President McAleese stirred unionist anger during a visit to Auschwitz yesterday when she compared the decades of anti-semitism which led to the Nazi atrocities to prejudice against Catholics in Northern Ireland.
During the 60th anniversary celebrations of the liberation of Auschwitz, she said: “They gave to their children an irrational hatred of Jews in the same way that people in Northern Ireland transmitted to their children an irrational hatred of Catholics, in the same way that people give to their children an outrageous and irrational hatred of those who are of different colour and all of those things.”
However her comments, which were broadcast on radio in the Republic, incensed the Rev Ian Paisley’s Democratic Unionists and David Trimble’s Ulster Unionists.
DUP Assembly member Ian Paisley Junior described her remarks as irrational while former Stormont Culture Minister Michael McGimpsey of the Ulster Unionists said they would also damage her outreach work with unionist communities in the North.
UP Assembly member Danny Kennedy also today said the President should be ashamed of herself and demanded a public apology.
“Political leaders from the Irish Republic would be better to say nothing about the Second World War given the record of Irish governments and the role played by senior politicians during and after the conflict ,” the Newry and Armagh MLA said, recalling the condolences offered by former Taoiseach Eamon De Valera to the German Embassy following the death of Hitler.
“As a Fianna Fáil President, Mrs McAleese should question the role and actions of her predecessors, rather than criticise the Protestants of Northern Ireland who at least fought against Nazism.”
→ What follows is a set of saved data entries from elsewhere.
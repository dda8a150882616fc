fn main() -> anyhow::Result<()> {
    vocab_trainer::run()
}
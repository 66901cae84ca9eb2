//! # Ingredient Line Parser
//!
//! Orchestrates the pipeline over one raw ingredient line: grammar
//! segmentation, numeric resolution, unit extraction, and final assembly of
//! the [`ParsedIngredient`] record.

use crate::errors::{ParseError, ParseResult};
use crate::grammar;
use crate::quantity;
use crate::units::{self, CanonicalUnit};
use serde::{Deserialize, Serialize};
use tracing::debug;

/// Structured result of parsing one ingredient line.
///
/// Immutable once produced; re-parsing `original_query` yields an identical
/// record.
#[derive(Debug, Clone, PartialEq, Serialize, Deserialize)]
pub struct ParsedIngredient {
    /// Resolved decimal quantity; 0.0 when no amount or fraction was found.
    pub quantity: f64,
    /// Recognized unit token, if any.
    pub unit: Option<CanonicalUnit>,
    /// Ingredient name with surrounding whitespace removed. May be empty when
    /// a matched unit consumed the whole tail.
    pub ingredient: String,
    /// The raw amount and fraction substrings as they appeared, joined and
    /// trimmed (e.g. "1 1/2"). Presentational only.
    pub fraction_display: String,
    /// The unmodified input line, retained for diagnostics.
    pub original_query: String,
}

/// Parse one free-text ingredient line into structured data.
///
/// ```
/// use recipe_quantities::{parse, CanonicalUnit};
///
/// let parsed = parse("1 1/2 cups flour").unwrap();
/// assert_eq!(parsed.quantity, 1.5);
/// assert_eq!(parsed.unit, Some(CanonicalUnit::Cup));
/// assert_eq!(parsed.ingredient, "flour");
/// ```
///
/// The only failure is [`ParseError::NoMatch`] for input the grammar cannot
/// segment (empty or whitespace-only strings). Missing or malformed numeric
/// text resolves to a quantity of 0.0 and an unrecognized unit is simply
/// absent; neither is an error.
pub fn parse(query: &str) -> ParseResult<ParsedIngredient> {
    let segments = grammar::segment(query).ok_or(ParseError::NoMatch)?;

    let quantity = quantity::resolve(segments.amount, segments.fraction, segments.container_amount);
    let fraction_display = quantity::fraction_display(segments.amount, segments.fraction);
    let (stripped_tail, unit) = units::extract_unit(segments.tail, segments.container_unit);
    let ingredient = stripped_tail.trim().to_string();

    debug!(
        quantity,
        unit = ?unit,
        ingredient = %ingredient,
        "parsed ingredient line"
    );

    Ok(ParsedIngredient {
        quantity,
        unit,
        ingredient,
        fraction_display,
        original_query: query.to_string(),
    })
}
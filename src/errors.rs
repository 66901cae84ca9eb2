//! # Parser Error Types
//!
//! The parser has exactly one hard failure: the grammar could not produce the
//! mandatory tail. Numeric leniency (malformed amounts defaulting to 0.0) and
//! unrecognized units are design choices, not errors, so they never appear
//! here.

use std::fmt;

/// Errors reported by [`crate::parse`].
#[derive(Debug, Clone, PartialEq, Eq)]
pub enum ParseError {
    /// The input cannot be segmented into the grammar's mandatory tail, e.g.
    /// an empty or whitespace-only string.
    NoMatch,
}

impl fmt::Display for ParseError {
    fn fmt(&self, f: &mut fmt::Formatter<'_>) -> fmt::Result {
        match self {
            ParseError::NoMatch => write!(f, "input does not match the ingredient grammar"),
        }
    }
}

impl std::error::Error for ParseError {}

/// Result type alias for convenience
pub type ParseResult<T> = Result<T, ParseError>;
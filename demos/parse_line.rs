//! # Ingredient Line Parsing Demo
//!
//! Parses ingredient lines given as command-line arguments, or a built-in
//! sample recipe when none are given, and prints the structured result for
//! each line.
//!
//! ```text
//! cargo run --example parse_line -- "1 1/2 cups flour" "2 CUPS sugar"
//! ```

use anyhow::Result;
use recipe_quantities::parse;
use std::env;

fn main() -> Result<()> {
    tracing_subscriber::fmt()
        .with_env_filter(tracing_subscriber::EnvFilter::from_default_env())
        .init();

    let args: Vec<String> = env::args().skip(1).collect();
    let lines: Vec<String> = if args.is_empty() {
        [
            "1 1/2 cups all-purpose flour",
            "1 teaspoon baking soda",
            "1/2 tsp salt",
            "1 (12 oz) can black beans",
            "2 CUPS sugar",
            "a pinch saffron",
            "salt to taste",
        ]
        .iter()
        .map(|s| s.to_string())
        .collect()
    } else {
        args
    };

    for line in &lines {
        match parse(line) {
            Ok(parsed) => {
                let unit = parsed
                    .unit
                    .map(|u| u.to_string())
                    .unwrap_or_else(|| "-".to_string());
                println!(
                    "{:<32} -> quantity={:<6} unit={:<8} ingredient={:?} display={:?}",
                    line, parsed.quantity, unit, parsed.ingredient, parsed.fraction_display
                );
            }
            Err(err) => println!("{:<32} -> error: {}", line, err),
        }
    }

    Ok(())
}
Mark Durkan defended President McAleese, saying the Holocaust was a terrible event which had lessons for all countries.
“The Holocaust memorial event in the North has always referred to the lessons for our own society, which has its own prejudices around difference.
“We believe that it was this that the President was saying, as she will be able to show from her own record of bridge-building.
“We do not believe that she was attempting to equate directly any of the prejudices which exist in the North with the systematic policies of deadly hatred of the Nazi regime.”
He also accused Mr McGimpsey and Mr Paisley Junior of rushing to condemn the President while failing to address intolerance on their own doorstep.
“In response to the prejudice of Whitehall Square, Michael McGimpsey offered only explanation and excuse,” Mr Durkan said.
“Ian Paisley Junior refused to condemn the sectarianism of Harryville and too many unionist politicians were slow to condemn Holy Cross.
“Of course, no community in the North has a monopoly on prejudice. We must all confront it. That is what we should all be doing to learn the lesson of the Holocaust instead of having a party political squabble.”